Thursday, September 4, 2014

Bubba to the rescue? Bill Clinton deploys to save Democrats -- Sept. 4, 2014 column

By MARSHA MERCER

Bubba is back.

Nearly 18 years after he ran his last campaign, former President Bill Clinton is on the campaign trail for beleaguered Democrats, and he hasn’t lost his touch.

When he stands before a cheering throng, bites his lip and says, “I love Maine”… Connecticut… Arkansas… (insert your state here), Clinton sounds like he means it, and Democrats love him back.

Bill Clinton is by far the most admired president of the last quarter century, polls show. Forty-two percent of registered voters say they admire him most among recent presidents.

Republicans have no comparable presidential star power. Only 17 percent said they admire former President George W. Bush the most, the NBC News-Wall Street Journal-Annenberg survey also reported in June. His father, George H. W. Bush, and Obama each edged out the younger Bush by just one point in the survey.

On the campaign trail, Clinton praises inclusiveness and cooperation, both of which are sorely lacking these days. But he, of course, isn’t on any ballot. Does his approval mean anything? Polls suggest it does.
    
Thirty-seven percent of voters said they were more likely to vote for a candidate endorsed by Bill Clinton while 27 percent said they were less likely to do so – for a 10 percent net positive, a Wall Street Journal poll in March found.  In contrast, Obama’s endorsement of a candidate meant a net negative of 20 percent, similar to a tea party endorsement.

The South could be pivotal in the battle for Senate control, and Clinton may be especially helpful in motivating African American voters. The former president is welcome in red-ish Southern states where Obama is not, including Georgia, Louisiana, North Carolina and Arkansas.
 
To win Senate control, Republicans need to pick up six seats. They hope to hold onto Georgia, where Republican Sen. Saxby Chambliss is retiring. Democrat Michelle Nunn, daughter of former Sen. Sam Nunn, is in a tight race with Republican businessman David Perdue. Clinton will be the political star power at a Sept. 13 fundraiser for Nunn at the home of singer-dancer Usher in Atlanta.
 
Clinton also is helping Sens. Mary Landrieu in Louisiana, Kay Hagan in North Carolina, and Mark Pryor in Arkansas, among others.  He has campaigned for Senate candidate Alison Lundergan Grimes in Kentucky, who’s hoping to topple Senate Minority Leader Mitch McConnell.

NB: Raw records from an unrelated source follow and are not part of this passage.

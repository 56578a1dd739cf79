//! dtf - deadline task form
//!
//! Publishes hard tasks to the deadline task bot from the command line.
//!
//! # Examples
//!
//! ```bash
//! # Save the authorization token once
//! dtf token set <TOKEN>
//!
//! # Publish a task
//! dtf submit --title "Лендинг" --description "Сверстать по макету" \
//!     --tag дизайн --tag фигма --budget-from 5000 --budget-to 8000 --deadline-days 5
//! ```

use dtf_cli::{
    App, CliError, CliResult, Client, Outcome, cli::Cli, commands::Commands, logger, render,
    token_commands::TokenCommands,
};
use dtf_config::Config;
use dtf_core::{FileStore, TaskForm};

use std::io::IsTerminal;
use std::process::ExitCode;

use clap::Parser;
use log::info;

#[tokio::main]
async fn main() -> ExitCode {
    let cli = Cli::parse();

    match run(cli).await {
        Ok(outcome) => {
            if let Some(output) = outcome.output {
                println!("{output}");
            }
            if outcome.success {
                ExitCode::SUCCESS
            } else {
                ExitCode::FAILURE
            }
        }
        Err(e) => {
            eprintln!("Error: {e}");
            ExitCode::FAILURE
        }
    }
}

async fn run(cli: Cli) -> CliResult<Outcome> {
    let mut config = Config::load()?;
    if let Some(base_url) = cli.base_url {
        config.endpoint.base_url = base_url;
    }
    config.validate()?;

    let log_file = config.log_file_path()?;
    if let Some(dir) = log_file.as_ref().and_then(|p| p.parent()) {
        std::fs::create_dir_all(dir).map_err(|e| CliError::io(dir.to_path_buf(), e))?;
    }

    // Initialize logger (before any other logging)
    let colored = config.logging.colored && std::io::stderr().is_terminal();
    logger::initialize(config.logging.level, log_file, colored)?;

    info!("Starting dtf v{}", env!("CARGO_PKG_VERSION"));
    config.log_summary();

    let store = FileStore::new(config.storage_path()?);
    let form = TaskForm::initialize(store)?;
    let mut app = App::new(form, cli.json);

    let outcome = match cli.command {
        Commands::Token { action } => match action {
            TokenCommands::Set { token } => app.set_token(&token)?,
            TokenCommands::Show => app.show_token(),
        },
        Commands::Submit(args) => {
            let client = Client::from_endpoint(config.endpoint.clone());
            app.submit(&args, &client).await?
        }
    };

    for toast in app.drain_toasts() {
        eprintln!("{}", render::toast(&toast));
    }

    Ok(outcome)
}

He’s even going to Florida to help the party-changing Charlie Crist, who is in a close gubernatorial contest against incumbent Republican Gov. Rick Scott. Times have changed since Crist, previously a Republican and independent, called for Clinton’s presidential resignation in 1998.

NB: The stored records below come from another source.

pub(crate) mod error;
pub(crate) mod field;
pub(crate) mod field_error;
pub(crate) mod fixed_rules;
pub(crate) mod form_values;
pub(crate) mod submission_status;
pub(crate) mod task_form;
pub(crate) mod task_query;
pub(crate) mod validated_task;

pub use error::{FormError, Result as FormResult};
pub use field::Field;
pub use field_error::FieldError;
pub use fixed_rules::FixedRules;
pub use form_values::FormValues;
pub use submission_status::{
    CREATE_FAILED_MESSAGE, NETWORK_ERROR_MESSAGE, SUCCESS_MESSAGE, StatusKind, SubmissionStatus,
};
pub use task_form::TaskForm;
pub use task_query::TaskQuery;
pub use validated_task::ValidatedTask;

The last thing Republicans want is an election about the glory that was Bill Clinton. They want the midterms to be about Obama and what they see as his failed policies, including health care reform. 

Typically the party of an unpopular president suffers significant losses in midterm elections.  In 2006, Republicans lost 30 House seats and six Senate seats when George W. Bush’s job approval ratings were the same or slightly lower than Obama’s ratings are now. About 42 percent of people approve of the job Obama is doing.

In 2010, Obama’s first midterm election, Democrats lost 63 House seats, ceding control of the House to Republicans, and six Senate seats.

But the 1998 midterm, the last of Clinton’s presidency, played out under the shadow of the Monica Lewinsky affair and Republicans plans for impeachment, and yet Democrats managed to add five House seats and lose no Senate seats.

That’s a strong enough performance to gladden Democratic hearts and kindle hope that Clinton can yet save the Senate.

In 1998, though, Clinton and Democrats had the wind of a booming economy at their backs in an election where no single issue dominated.
 
This year, voters are disgruntled with the economy and the country’s direction, and there’s again talk of impeachment. Republicans are already planning their GOP Senate agenda for next year.
 
With Democrats’ backs to the wall, Clinton’s magic looks awfully good. And Clinton, whether to show his own vigor or to score points for Hillary in advance of 2016, is only happy to oblige.

There are nine weeks until Election Day. And Bubba is back.